3. Description of business to be split off
a. Businesses to be split off
Epson's D-TFD panel business and STN panel business, both of which are based
primarily at Epson's Toyoshina Plant. (Epson's high-temperature polysilicon
TFT and OLED operations are excluded from this agreement.)
b. Net sales during the fiscal year ended March 31, 2004 of the business to
be split off
230.2 billion yen
c. Book value of assets and liabilities to be transferred (as of March 31,
2004)
| Item |
Book Value |
Item |
Book value
(In billions of yen) |
| Current assets |
\65.1 billion |
Current liabilities |
\42.9 billion |
| Fixed assets |
\45.2 billion |
Fixed liabilities |
\36.5 million |
| Total |
\110.4 billion |
Total |
\79.4 billion |
4. Content of businesses to be transferred to the subsidiary company
a. Businesses to be transferred by each party (See Attachment 2 for an
overview of the transferring companies)
- SANYO will transfer its liquid
crystal display panel business.
- Tottori SANYO will transfer its liquid crystal display business using
amorphous-silicon TFT substrates.
- SANYO LCD Engineering will transfer its liquid crystal display business
using low-temperature polysilicon TFT substrates.
b. Transfer price
The transfer price will be negotiated based on the fair market price on the
date of the transfer.
c. Overview of the Epson subsidiary company after the business transfer
See Attachment 1
5. Method of determining shareholding percentages in the succeeding
company post-merger
a. Shareholding percentages
Epson: 55.0% SANYO: 45.0%
b. Method of determining shareholding percentages
Prior to the finalization of the shareholding percentages in the basic
agreement between Epson and SANYO, Epson hired Nikko City Group Security Co.

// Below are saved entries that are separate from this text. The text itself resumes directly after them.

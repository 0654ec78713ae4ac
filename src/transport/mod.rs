//! Cookie-carrying HTTP session for the sign-in conversation.
//!
//! All requests in one authentication go through a single [`Transport`]. It
//! owns the cookie jar, stamps every request with the client identity, and
//! exposes a session-wide switch for redirect following. Two `reqwest`
//! clients share the jar: one follows redirects, the other returns 3xx
//! responses as-is.

mod snapshot;

pub use snapshot::Snapshot;

use std::ops::{Deref, DerefMut};
use std::sync::Arc;
use std::time::Duration;

use reqwest::cookie::Jar;
use reqwest::redirect::Policy;
use reqwest::{Client, Method, RequestBuilder, Response};
use serde::Serialize;
use tracing::debug;
use url::Url;

use crate::error::AuthError;

/// Identity string sent as `User-Agent` on every request.
pub fn client_identity() -> String {
    format!(
        "{}/{} ({} {})",
        env!("CARGO_PKG_NAME"),
        env!("CARGO_PKG_VERSION"),
        std::env::consts::OS,
        std::env::consts::ARCH
    )
}

/// Settings applied to both underlying clients.
#[derive(Debug, Clone)]
pub struct TransportOptions {
    /// Per-request timeout.
    pub timeout: Duration,
    /// Accept invalid TLS certificates (self-signed federation servers).
    pub skip_verify: bool,
}

impl Default for TransportOptions {
    fn default() -> Self {
        Self {
            timeout: Duration::from_secs(60),
            skip_verify: false,
        }
    }
}

pub struct Transport {
    options: TransportOptions,
    jar: Arc<Jar>,
    following: Client,
    manual: Client,
    follow_redirects: bool,
}

impl Transport {
    pub fn new(options: TransportOptions) -> Result<Self, AuthError> {
        let jar = Arc::new(Jar::default());
        let (following, manual) = build_clients(&options, &jar)?;
        Ok(Self {
            options,
            jar,
            following,
            manual,
            follow_redirects: true,
        })
    }

    fn client(&self) -> &Client {
        if self.follow_redirects {
            &self.following
        } else {
            &self.manual
        }
    }

    /// Start a request on the currently active client.
    pub fn request(&self, method: Method, url: Url) -> RequestBuilder {
        self.client().request(method, url)
    }

    /// Send a request built by [`Transport::request`].
    ///
    /// Transport errors are returned unchanged; nothing here retries.
    pub async fn send(&self, request: RequestBuilder) -> Result<Response, AuthError> {
        let response = request.send().await?;
        debug!(
            status = %response.status(),
            url = %response.url(),
            follow_redirects = self.follow_redirects,
            "received response"
        );
        Ok(response)
    }

    pub async fn get(&self, url: Url) -> Result<Response, AuthError> {
        debug!(%url, "GET");
        self.send(self.request(Method::GET, url)).await
    }

    /// POST a raw body with an explicit content type.
    pub async fn post(
        &self,
        url: Url,
        body: impl Into<reqwest::Body>,
        content_type: &str,
    ) -> Result<Response, AuthError> {
        debug!(%url, content_type, "POST");
        let request = self
            .request(Method::POST, url)
            .header(reqwest::header::CONTENT_TYPE, content_type)
            .body(body);
        self.send(request).await
    }

    /// POST `application/x-www-form-urlencoded` fields in the given order.
    pub async fn post_form(
        &self,
        url: Url,
        fields: &[(String, String)],
    ) -> Result<Response, AuthError> {
        debug!(%url, fields = fields.len(), "POST form");
        self.send(self.request(Method::POST, url).form(fields)).await
    }

    pub async fn post_json<T: Serialize + ?Sized>(
        &self,
        url: Url,
        body: &T,
    ) -> Result<Response, AuthError> {
        debug!(%url, "POST json");
        self.send(self.request(Method::POST, url).json(body)).await
    }

    pub fn follows_redirects(&self) -> bool {
        self.follow_redirects
    }

    pub fn disable_redirects(&mut self) {
        self.follow_redirects = false;
    }

    pub fn enable_redirects(&mut self) {
        self.follow_redirects = true;
    }

    /// Disable redirect following until the returned guard is dropped.
    ///
    /// The previous setting is restored on drop, so early returns through
    /// `?` leave the session as they found it.
    pub fn without_redirects(&mut self) -> RedirectsDisabled<'_> {
        let previous = self.follow_redirects;
        self.follow_redirects = false;
        RedirectsDisabled {
            transport: self,
            previous,
        }
    }

    /// Drop every cookie and start a clean session.
    pub fn reset_cookies(&mut self) -> Result<(), AuthError> {
        let jar = Arc::new(Jar::default());
        let (following, manual) = build_clients(&self.options, &jar)?;
        self.jar = jar;
        self.following = following;
        self.manual = manual;
        debug!("cookie jar reset");
        Ok(())
    }

    /// Cookie header the jar would send to `url`, if any.
    #[cfg(test)]
    fn cookies_for(&self, url: &Url) -> Option<String> {
        use reqwest::cookie::CookieStore;

        self.jar
            .cookies(url)
            .and_then(|value| value.to_str().ok().map(str::to_string))
    }
}

fn build_clients(options: &TransportOptions, jar: &Arc<Jar>) -> Result<(Client, Client), AuthError> {
    let builder = || {
        Client::builder()
            .user_agent(client_identity())
            .cookie_provider(Arc::clone(jar))
            .timeout(options.timeout)
            .danger_accept_invalid_certs(options.skip_verify)
    };

    let following = builder().build()?;
    let manual = builder().redirect(Policy::none()).build()?;
    Ok((following, manual))
}

/// Scoped redirect suppression returned by [`Transport::without_redirects`].
pub struct RedirectsDisabled<'a> {
    transport: &'a mut Transport,
    previous: bool,
}

impl Deref for RedirectsDisabled<'_> {
    type Target = Transport;

    fn deref(&self) -> &Transport {
        self.transport
    }
}

impl DerefMut for RedirectsDisabled<'_> {
    fn deref_mut(&mut self) -> &mut Transport {
        self.transport
    }
}

impl Drop for RedirectsDisabled<'_> {
    fn drop(&mut self) {
        self.transport.follow_redirects = self.previous;
    }
}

Ltd. (Nikko City Group) to evaluate the appropriateness of the shareholding
ratio so as to ensure that the percentages were fair and reasonable.
Epson and SANYO provided Nikko City Group with information on their
respective liquid crystal business operations, past financial performance,
future profit plans and the assumptions on which these were based. Nikko
City Group analyzed this and other publicly available information using the
discounted cash flow method and by making comparisons with similar publicly
held companies.
Nikko City Group issued the opinion that Epson's 55% shareholding percentage
in the joint venture company is reasonable from a financial standpoint.
Nikko City Group arrived at this conclusion by calculating the business
valuations of the companies' respective liquid crystal operations based on
the total picture provided by these analyses, by calculating the stock
valuations based on assumptions regarding net interest-bearing debt to be
taken over from both companies, and by then making a relative comparison
between the stock valuations of the companies' liquid crystal businesses.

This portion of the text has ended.